Makna Allah “Di Langit”

Makna Allah “Di Langit” - Kajian Medina
MAKNA ALLAH "DI LANGIT"

Oleh: Abdul Wahab Ahmad

Tak sedikit orang yang menyanggah tulisan-tulisan saya tentang akidah Ahlussunnah bahwa Allah tak bertempat di ruang tertentu sebab semua ruang adalah hal baru yang diciptakan belakangan sedangkan keberadaan Allah sendiri tak tergantung pada keberadaan ruang. Sebenarnya wajar saja kalau ada yang tak sependapat dengan ini, apalagi hal seperti ini tergolong sangat rumit bagi mereka yang menganggap Allah bersifat material (jisim) sebab semua materi pastilah menempati ruang tertentu. Dengan kata lain, semua yang tak menempati ruang (tempat tertentu) pasti mereka anggap tak ada. Ini argumen khas para penganut filsafat materialisme, hanya saja mereka ini versi Materialis muslim yang bersyahadat bukan versi ateis sebagaimana lumrahnya para Materialis seperti  Baron von Holbach, Feuerbach dan semisalnya.

Saya paham betapa sulitnya penganut Materialieme menerima kenyataan ini. Akan tetapi, yang agak menggelikan adalah ketika mereka berulangkali menyodorkan sanggahan yang terlampau sederhana, yaitu dengan menukil ayat al-Qur'an, hadis atau pernyataan ulama yang berbunyi في السماء (di langit). Dengan dalil yang sungguh sederhana ini mereka mau mengesankan bahwa Allah memang bertempat di langit dan berada di arah atas sana. Padahal, kata في السماء tak hanya bermakna "bertempat di langit" tetapi bermacam-macam.
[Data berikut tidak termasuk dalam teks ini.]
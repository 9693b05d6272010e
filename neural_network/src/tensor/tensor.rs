use ndarray::{ArrayView2, ArrayView3, ArrayViewMut2, linalg};

use super::Shape;
use crate::{MlErr, Result};

/// A dense 3-D buffer of `f32` values.
///
/// The data is stored channel after channel, each channel row after row, so `width` is the
/// fastest-varying index. The amount of elements is fixed when the tensor is created.
#[derive(Debug, Clone, PartialEq)]
pub struct Tensor {
    shape: Shape,
    data: Vec<f32>,
}

impl Tensor {
    /// Creates a new zeroed `Tensor`.
    ///
    /// # Arguments
    /// * `shape` - The shape of the tensor.
    ///
    /// # Returns
    /// A new `Tensor` instance.
    pub fn new(shape: Shape) -> Self {
        Self::filled(shape, 0.)
    }

    /// Creates a new `Tensor` with every element set to `value`.
    pub fn filled(shape: Shape, value: f32) -> Self {
        Self {
            shape,
            data: vec![value; shape.size()],
        }
    }

    /// Creates a new `Tensor` that takes ownership of `data`.
    ///
    /// # Arguments
    /// * `shape` - The shape of the tensor.
    /// * `data` - The elements in row-major order, one channel after the other.
    ///
    /// # Returns
    /// A new `Tensor` or an error if `data` doesn't hold exactly `shape.size()` elements.
    pub fn from_vec(shape: Shape, data: Vec<f32>) -> Result<Self> {
        if data.len() != shape.size() {
            return Err(MlErr::SizeMismatch {
                what: "tensor data",
                got: data.len(),
                expected: shape.size(),
            });
        }

        Ok(Self { shape, data })
    }

    pub fn shape(&self) -> Shape {
        self.shape
    }

    pub fn size(&self) -> usize {
        self.data.len()
    }

    pub fn as_slice(&self) -> &[f32] {
        &self.data
    }

    pub fn as_mut_slice(&mut self) -> &mut [f32] {
        &mut self.data
    }

    pub fn into_vec(self) -> Vec<f32> {
        self.data
    }

    /// Returns the element at column `x`, row `y` and channel `z`.
    pub fn get(&self, x: usize, y: usize, z: usize) -> Option<f32> {
        let Shape {
            width,
            height,
            depth,
        } = self.shape;

        if x >= width || y >= height || z >= depth {
            return None;
        }

        Some(self.data[x + y * width + z * width * height])
    }

    /// Copies the contents and shape of `src` into this tensor.
    ///
    /// # Returns
    /// An error if both tensors don't hold the same amount of elements.
    pub fn copy_from(&mut self, src: &Tensor) -> Result<()> {
        if self.size() != src.size() {
            return Err(MlErr::SizeMismatch {
                what: "tensor copy",
                got: src.size(),
                expected: self.size(),
            });
        }

        self.shape = src.shape;
        self.data.copy_from_slice(&src.data);
        Ok(())
    }

    pub fn fill(&mut self, value: f32) {
        self.data.fill(value);
    }

    /// Adds `other` to this tensor element by element.
    ///
    /// # Returns
    /// An error if the shapes differ, in which case this tensor is left untouched.
    pub fn add_ip(&mut self, other: &Tensor) -> Result<()> {
        self.zip_ip("tensor add", other, |a, b| *a += b)
    }

    /// Allocating version of `add_ip`.
    pub fn add(&self, other: &Tensor) -> Result<Tensor> {
        let mut out = self.clone();
        out.add_ip(other)?;
        Ok(out)
    }

    /// Subtracts `other` from this tensor element by element.
    pub fn sub_ip(&mut self, other: &Tensor) -> Result<()> {
        self.zip_ip("tensor sub", other, |a, b| *a -= b)
    }

    /// Multiplies this tensor by `other` element by element.
    pub fn component_mul_ip(&mut self, other: &Tensor) -> Result<()> {
        self.zip_ip("tensor component mul", other, |a, b| *a *= b)
    }

    pub fn scale_ip(&mut self, factor: f32) {
        self.data.iter_mut().for_each(|x| *x *= factor);
    }

    pub fn map_ip<F>(&mut self, f: F)
    where
        F: Fn(f32) -> f32,
    {
        self.data.iter_mut().for_each(|x| *x = f(*x));
    }

    pub fn sum(&self) -> f32 {
        self.data.iter().sum()
    }

    /// Returns the flat index of the greatest element, the first one on ties.
    pub fn argmax(&self) -> usize {
        let mut best = 0;
        for (i, &x) in self.data.iter().enumerate() {
            if x > self.data[best] {
                best = i;
            }
        }

        best
    }

    /// Computes the matrix product of this tensor and `other`, channel by channel.
    ///
    /// Each channel is read as a matrix of `height` rows and `width` columns.
    ///
    /// # Returns
    /// A tensor of shape `(other.width, self.height, depth)` or an error if
    /// `self.width != other.height` or the depths differ.
    pub fn dot(&self, other: &Tensor) -> Result<Tensor> {
        let (a, b) = (self.shape, other.shape);
        if a.width != b.height || a.depth != b.depth {
            return Err(MlErr::ShapeMismatch {
                what: "tensor dot",
                got: b,
                expected: Shape::new(b.width, a.width, a.depth),
            });
        }

        let mut out = Tensor::new(Shape::new(b.width, a.height, a.depth));
        for z in 0..a.depth {
            let lhs = self.channel(z)?;
            let rhs = other.channel(z)?;
            let mut dst = out.channel_mut(z)?;
            linalg::general_mat_mul(1., &lhs, &rhs, 0., &mut dst);
        }

        Ok(out)
    }

    /// Replaces this tensor with `self · other`.
    pub fn dot_ip(&mut self, other: &Tensor) -> Result<()> {
        *self = self.dot(other)?;
        Ok(())
    }

    /// Swaps `width` and `height`, reordering every channel's data accordingly.
    pub fn transpose(&mut self) {
        let Shape {
            width,
            height,
            depth,
        } = self.shape;

        // Vectors keep their memory order.
        if width > 1 && height > 1 {
            if let Ok(view) = ArrayView3::from_shape((depth, height, width), &self.data) {
                self.data = view.permuted_axes([0, 2, 1]).iter().copied().collect();
            }
        }

        self.shape = self.shape.transposed();
    }

    /// Consumes this tensor and returns one with the same data and a new shape.
    pub fn reshape(mut self, shape: Shape) -> Result<Tensor> {
        self.reshape_ip(shape)?;
        Ok(self)
    }

    /// Changes the shape of this tensor without touching its data.
    pub fn reshape_ip(&mut self, shape: Shape) -> Result<()> {
        if shape.size() != self.size() {
            return Err(MlErr::SizeMismatch {
                what: "tensor reshape",
                got: shape.size(),
                expected: self.size(),
            });
        }

        self.shape = shape;
        Ok(())
    }

    /// Copies the channel `z` into a new single-channel tensor.
    pub fn depth_slice(&self, z: usize) -> Result<Tensor> {
        let Shape {
            width,
            height,
            depth,
        } = self.shape;

        if z >= depth {
            return Err(MlErr::IndexOutOfBounds {
                what: "tensor depth",
                index: z,
                len: depth,
            });
        }

        let n = width * height;
        Tensor::from_vec(Shape::d2(width, height), self.data[z * n..(z + 1) * n].to_vec())
    }

    fn zip_ip<F>(&mut self, what: &'static str, other: &Tensor, f: F) -> Result<()>
    where
        F: Fn(&mut f32, f32),
    {
        if self.shape != other.shape {
            return Err(MlErr::ShapeMismatch {
                what,
                got: other.shape,
                expected: self.shape,
            });
        }

        self.data.iter_mut().zip(&other.data).for_each(|(a, &b)| f(a, b));
        Ok(())
    }

    fn channel(&self, z: usize) -> Result<ArrayView2<'_, f32>> {
        let dim = self.shape.matrix_dim();
        let n = dim.0 * dim.1;

        ArrayView2::from_shape(dim, &self.data[z * n..(z + 1) * n]).map_err(|_| {
            MlErr::SizeMismatch {
                what: "tensor channel",
                got: self.size(),
                expected: n * self.shape.depth,
            }
        })
    }

    fn channel_mut(&mut self, z: usize) -> Result<ArrayViewMut2<'_, f32>> {
        let dim = self.shape.matrix_dim();
        let n = dim.0 * dim.1;
        let len = self.size();
        let expected = n * self.shape.depth;

        ArrayViewMut2::from_shape(dim, &mut self.data[z * n..(z + 1) * n]).map_err(|_| {
            MlErr::SizeMismatch {
                what: "tensor channel",
                got: len,
                expected,
            }
        })
    }
}

#[cfg(test)]
mod tests {
    use super::*;

    fn matrix(width: usize, height: usize, data: &[f32]) -> Tensor {
        Tensor::from_vec(Shape::d2(width, height), data.to_vec()).unwrap()
    }

    #[test]
    fn new_is_zeroed() {
        let t = Tensor::new(Shape::new(2, 3, 2));
        assert_eq!(t.size(), 12);
        assert!(t.as_slice().iter().all(|&x| x == 0.));
    }

    #[test]
    fn from_vec_rejects_wrong_length() {
        let err = Tensor::from_vec(Shape::d1(3), vec![1., 2.]).unwrap_err();
        assert!(matches!(err, MlErr::SizeMismatch { got: 2, expected: 3, .. }));
    }

    #[test]
    fn add_zero_is_identity() {
        let a = matrix(3, 2, &[1., -2., 3., 4.5, 5., -6.]);
        let zero = Tensor::new(a.shape());

        assert_eq!(a.add(&zero).unwrap(), a);
    }

    #[test]
    fn add_shape_mismatch_leaves_operand_untouched() {
        let mut a = matrix(2, 2, &[1., 2., 3., 4.]);
        let b = Tensor::new(Shape::d1(4));

        assert!(matches!(
            a.add_ip(&b),
            Err(MlErr::ShapeMismatch { .. })
        ));
        assert_eq!(a.as_slice(), &[1., 2., 3., 4.]);
    }

    #[test]
    fn dot_matches_hand_computed_product() {
        // 2x3 · 3x2
        let a = matrix(3, 2, &[1., 2., 3., 4., 5., 6.]);
        let b = matrix(2, 3, &[7., 8., 9., 10., 11., 12.]);

        let c = a.dot(&b).unwrap();
        assert_eq!(c.shape(), Shape::d2(2, 2));
        assert_eq!(c.as_slice(), &[58., 64., 139., 154.]);
    }

    #[test]
    fn dot_rejects_incompatible_shapes() {
        let a = matrix(3, 2, &[0.; 6]);
        let b = matrix(2, 2, &[0.; 4]);

        assert!(matches!(a.dot(&b), Err(MlErr::ShapeMismatch { .. })));
    }

    #[test]
    fn dot_works_per_channel() {
        let a = Tensor::from_vec(Shape::new(1, 1, 2), vec![2., 3.]).unwrap();
        let b = Tensor::from_vec(Shape::new(2, 1, 2), vec![1., 2., 3., 4.]).unwrap();

        let c = a.dot(&b).unwrap();
        assert_eq!(c.shape(), Shape::new(2, 1, 2));
        assert_eq!(c.as_slice(), &[2., 4., 9., 12.]);
    }

    #[test]
    fn transpose_reorders_data() {
        let mut a = matrix(3, 2, &[1., 2., 3., 4., 5., 6.]);
        a.transpose();

        assert_eq!(a.shape(), Shape::d2(2, 3));
        assert_eq!(a.as_slice(), &[1., 4., 2., 5., 3., 6.]);
        assert_eq!(a.get(1, 2, 0), Some(6.));
    }

    #[test]
    fn transpose_is_an_involution_under_dot() {
        let a = matrix(3, 2, &[0.5, -1., 2., 3., 0.25, -4.]);
        let b = matrix(2, 3, &[1., 2., 3., 4., 5., 6.]);

        let mut tt = a.clone();
        tt.transpose();
        tt.transpose();

        assert_eq!(tt, a);
        assert_eq!(tt.dot(&b).unwrap(), a.dot(&b).unwrap());
    }

    #[test]
    fn reshape_keeps_data() {
        let a = Tensor::from_vec(Shape::new(2, 2, 2), (0..8).map(|x| x as f32).collect()).unwrap();
        let flat = a.clone().reshape(Shape::d1(8)).unwrap();

        assert_eq!(flat.as_slice(), a.as_slice());
        assert!(a.reshape(Shape::d1(7)).is_err());
    }

    #[test]
    fn depth_slice_copies_a_channel() {
        let a = Tensor::from_vec(Shape::new(2, 1, 3), vec![1., 2., 3., 4., 5., 6.]).unwrap();

        assert_eq!(a.depth_slice(1).unwrap().as_slice(), &[3., 4.]);
        assert!(matches!(
            a.depth_slice(3),
            Err(MlErr::IndexOutOfBounds { index: 3, len: 3, .. })
        ));
    }

    #[test]
    fn argmax_prefers_first_maximum() {
        let a = matrix(4, 1, &[0.1, 0.7, 0.7, 0.2]);
        assert_eq!(a.argmax(), 1);
    }
}
use std::{
    collections::{BTreeMap, HashMap},
    fs,
    path::Path,
};

use safetensors::{Dtype, SafeTensors, tensor::TensorView};

use crate::{
    MlErr, Result,
    tensor::{Shape, Tensor},
};

/// The free form string metadata stored in a tensor file's header.
pub type Metadata = HashMap<String, String>;

/// A named collection of tensors, stored on disk in the safetensors format.
///
/// Every tensor is written as `F32` with the dimensions `[depth, height, width]`.
#[derive(Debug, Clone, Default, PartialEq)]
pub struct TensorList {
    tensors: BTreeMap<String, Tensor>,
}

impl TensorList {
    pub fn new() -> Self {
        Self::default()
    }

    /// Inserts `tensor` under `name`, replacing any previous tensor with that name.
    pub fn insert(&mut self, name: impl Into<String>, tensor: Tensor) {
        self.tensors.insert(name.into(), tensor);
    }

    /// Gets the tensor named `name`.
    ///
    /// # Returns
    /// The tensor or `MlErr::MissingTensor` if there's none with that name.
    pub fn get(&self, name: &str) -> Result<&Tensor> {
        self.tensors.get(name).ok_or_else(|| MlErr::MissingTensor {
            name: name.to_string(),
        })
    }

    pub fn len(&self) -> usize {
        self.tensors.len()
    }

    pub fn is_empty(&self) -> bool {
        self.tensors.is_empty()
    }

    pub fn iter(&self) -> impl Iterator<Item = (&str, &Tensor)> {
        self.tensors.iter().map(|(name, tensor)| (name.as_str(), tensor))
    }

    /// Serializes the list and its `metadata`.
    ///
    /// # Returns
    /// The safetensors encoded bytes or an error if the encoding fails.
    pub fn to_bytes(&self, metadata: Option<Metadata>) -> Result<Vec<u8>> {
        let views = self
            .tensors
            .iter()
            .map(|(name, tensor)| {
                let Shape {
                    width,
                    height,
                    depth,
                } = tensor.shape();

                let bytes = bytemuck::cast_slice(tensor.as_slice());
                TensorView::new(Dtype::F32, vec![depth, height, width], bytes)
                    .map(|view| (name.as_str(), view))
            })
            .collect::<std::result::Result<Vec<_>, _>>()?;

        Ok(safetensors::serialize(views, &metadata)?)
    }

    /// Deserializes a list previously encoded with `to_bytes`.
    ///
    /// # Returns
    /// The list and the header metadata, or an error if the bytes are not a valid `F32` rank 3
    /// tensor file.
    pub fn from_bytes(bytes: &[u8]) -> Result<(Self, Metadata)> {
        let (_, header) = SafeTensors::read_metadata(bytes)?;
        let metadata = header.metadata().clone().unwrap_or_default();
        let file = SafeTensors::deserialize(bytes)?;

        let mut list = Self::new();
        for (name, view) in file.tensors() {
            if view.dtype() != Dtype::F32 {
                return Err(MlErr::InvalidFile {
                    reason: format!("tensor {name:?} has dtype {:?}, expected F32", view.dtype()),
                });
            }

            let &[depth, height, width] = view.shape() else {
                return Err(MlErr::InvalidFile {
                    reason: format!("tensor {name:?} has rank {}, expected 3", view.shape().len()),
                });
            };

            let data = view
                .data()
                .chunks_exact(4)
                .map(|chunk| f32::from_le_bytes([chunk[0], chunk[1], chunk[2], chunk[3]]))
                .collect();

            let tensor = Tensor::from_vec(Shape::new(width, height, depth), data)?;
            list.insert(name, tensor);
        }

        Ok((list, metadata))
    }

    /// Writes the list and its `metadata` to `path`.
    pub fn save<P: AsRef<Path>>(&self, path: P, metadata: Option<Metadata>) -> Result<()> {
        let bytes = self.to_bytes(metadata)?;
        fs::write(path, bytes)?;
        Ok(())
    }

    /// Reads a list and its metadata from `path`.
    pub fn load<P: AsRef<Path>>(path: P) -> Result<(Self, Metadata)> {
        let bytes = fs::read(path)?;
        Self::from_bytes(&bytes)
    }
}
Imam al-Qurthuby dalam tarsirnya terhadap QS. al-Mulk: 17 menjelaskan:

تفسير القرطبي (18/ 216)

أَمْ أَمِنْتُمْ مَنْ فِي السَّمَاءِ أَنْ يُرْسِلَ عَلَيْكُمْ حَاصِبًا فَسَتَعْلَمُونَ كَيْفَ نَذِيرِ. 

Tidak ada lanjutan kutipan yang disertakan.